# How to beat you?



## Andrew Green (Nov 11, 2005)

So here's the deal, you've been cloned (damn those aliens) and are coaching someone to fight your clone.  What's the game plan?  What's the best way to beat you?


----------



## terryl965 (Nov 11, 2005)

The best way to beat me in sparring compitition is to be faster then me power will only piss me off, but speed can control the fight to wear me out, at my age it about a sudden burst not the marathon match.
Terry


----------



## arnisador (Nov 11, 2005)

Speed. I'm relatively slow.


----------



## AdrenalineJunky (Nov 11, 2005)

Get someone to flash their boobies at me. lol


----------



## BlackCatBonz (Nov 11, 2005)

open a bag of Lay's potato chips.....i can never eat just one.


----------



## arnisador (Nov 11, 2005)

AdrenalineJunky said:
			
		

> Get someone to flash their boobies at me.


 
Ah, the _kunoichi_ trick!


----------



## AdrenalineJunky (Nov 11, 2005)

arnisador said:
			
		

> Ah, the _kunoichi_ trick!


 
Misdirection, lol.


----------



## Kembudo-Kai Kempoka (Nov 11, 2005)

Last more than 2 minutes...I have crappy cardio.


----------



## Rich Parsons (Nov 11, 2005)

Andrew Green said:
			
		

> So here's the deal, you've been cloned (damn those aliens) and are coaching someone to fight your clone. What's the game plan? What's the best way to beat you?



From a LEO officer friend of mine: "I would call S.W.A.T" and take you out at a greater distance. 

Since this is in the MMA section I assume that food and beer are not an option for if so, I would sit down and eat with him and drink little and then wait for the right point in a debate to take him out. 

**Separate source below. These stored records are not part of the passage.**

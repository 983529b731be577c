use std::collections::BTreeSet;
use std::path::Path;
use tracing::{debug, warn};

use super::frames::{Frame, FrameSource};
use super::{Classifier, ClassifyError};
use crate::config::{AppConfig, DEFAULT_FRAME_STRIDE, DEFAULT_MIN_CONFIDENCE};
use crate::storage::models::FileType;

/// Box corners in frame pixels.
#[derive(Debug, Clone, Copy, PartialEq)]
pub struct BoundingBox {
    pub x1: f32,
    pub y1: f32,
    pub x2: f32,
    pub y2: f32,
}

/// One object found in a frame.
#[derive(Debug, Clone, Copy, PartialEq)]
pub struct Detection {
    pub class_index: usize,
    pub confidence: f32,
    pub bbox: BoundingBox,
}

/// An object-detection model.
pub trait Detector: Send + Sync {
    fn detect(&self, frame: &Frame) -> Result<Vec<Detection>, ClassifyError>;

    /// Label name for each class index the model can emit.
    fn labels(&self) -> &[String];
}

/// Classifier that runs a [`Detector`] over frames from a [`FrameSource`].
///
/// Images get one detection pass. Videos are sampled every `stride` frames
/// starting with the first, and labels are unioned across samples.
pub struct DetectionClassifier<D, S> {
    detector: D,
    frames: S,
    stride: usize,
    min_confidence: f32,
}

impl<D: Detector, S: FrameSource> DetectionClassifier<D, S> {
    pub fn new(detector: D, frames: S) -> Self {
        Self {
            detector,
            frames,
            stride: DEFAULT_FRAME_STRIDE,
            min_confidence: DEFAULT_MIN_CONFIDENCE,
        }
    }

    pub fn from_config(detector: D, frames: S, config: &AppConfig) -> Self {
        Self::new(detector, frames)
            .with_stride(config.video_frame_stride)
            .with_min_confidence(config.min_confidence)
    }

    /// Zero is treated as one (every frame).
    pub fn with_stride(mut self, stride: usize) -> Self {
        self.stride = stride.max(1);
        self
    }

    pub fn with_min_confidence(mut self, min_confidence: f32) -> Self {
        self.min_confidence = min_confidence;
        self
    }

    fn labels_in(&self, frame: &Frame, into: &mut BTreeSet<String>) -> Result<(), ClassifyError> {
        let table = self.detector.labels();
        for detection in self.detector.detect(frame)? {
            if detection.confidence < self.min_confidence {
                continue;
            }
            match table.get(detection.class_index) {
                Some(label) => {
                    into.insert(label.clone());
                }
                None => warn!(
                    "Detector returned class index {} outside its {} labels",
                    detection.class_index,
                    table.len()
                ),
            }
        }
        Ok(())
    }
}

impl<D: Detector, S: FrameSource> Classifier for DetectionClassifier<D, S> {
    fn classify(
        &self,
        path: &Path,
        file_type: FileType,
    ) -> Result<BTreeSet<String>, ClassifyError> {
        let mut labels = BTreeSet::new();
        match file_type {
            FileType::Image => {
                let frame = self.frames.still(path)?;
                self.labels_in(&frame, &mut labels)?;
            }
            FileType::Video => {
                let mut sampled = 0usize;
                for frame in self.frames.video_frames(path)?.step_by(self.stride) {
                    self.labels_in(&frame?, &mut labels)?;
                    sampled += 1;
                }
                debug!("Sampled {} frames from {}", sampled, path.display());
            }
        }
        Ok(labels)
    }
}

To take myself on, in an all MMA event, I would have just give it 110% and wait for the mistake that eventually will happen 

Thinking on the subject . . .


----------



## Lisa (Nov 11, 2005)

While in side mount and applying a scarf hold, lean all your weight on my left ribs...that usually pretty much loses it for me.  Chronic rib problems are a pain


----------



## Navarre (Nov 11, 2005)

Physically we'd be evenly matched. He would have difficulty taking advantage of my weaknesses because they are his weaknesses too. 

For example, I have good muscle tone but I'm not strong..but then he wouldn't be either. If he worked to become strong then it wouldn't be any different than fighting anyone else; he wouldn't be me anymore.

So, the only way an exact double could beat me is by employing things he would know about me psychologically that other ppl don't.  His best bet is to beg off, saying he knows he can't beat me. 

Then, although acknowledging my physical skills, start talking to me about why I would ever bother fighting someone. He'd point out to me that my children wouldn't respect my violence and acting like a thug won't really win the affection of any women. 

He'd wear me down until I became preoccupied emotionally and lost focus of the moment. He'd bid me farewell.

...Then, when I turned to walk away, he'd waffle me with a tire iron!


----------



## arnisador (Nov 11, 2005)

Navarre said:
			
		

> Physically we'd be evenly matched.



Each distracted by the other's good looks, you mean?


----------



## Rich Parsons (Nov 11, 2005)

Lisa said:
			
		

> While in side mount and applying a scarf hold, lean all your weight on my left ribs...that usually pretty much loses it for me. Chronic rib problems are a pain



Lisa, I suffer form ticklish ribs, and when people are demonstrating and not really fighting, it sometimes tickles and I laugh and react to pass the knees or get free.


----------



## Andrew Green (Nov 12, 2005)

For me -> Where a gi and know how to use it, I do no gi stuff at all and suck with one on, or even with an opponent wearing and using one.


----------



## Lisa (Nov 12, 2005)

Rich Parsons said:
			
		

> Lisa, I suffer form ticklish ribs, and when people are demonstrating and not really fighting, it sometimes tickles and I laugh and react to pass the knees or get free.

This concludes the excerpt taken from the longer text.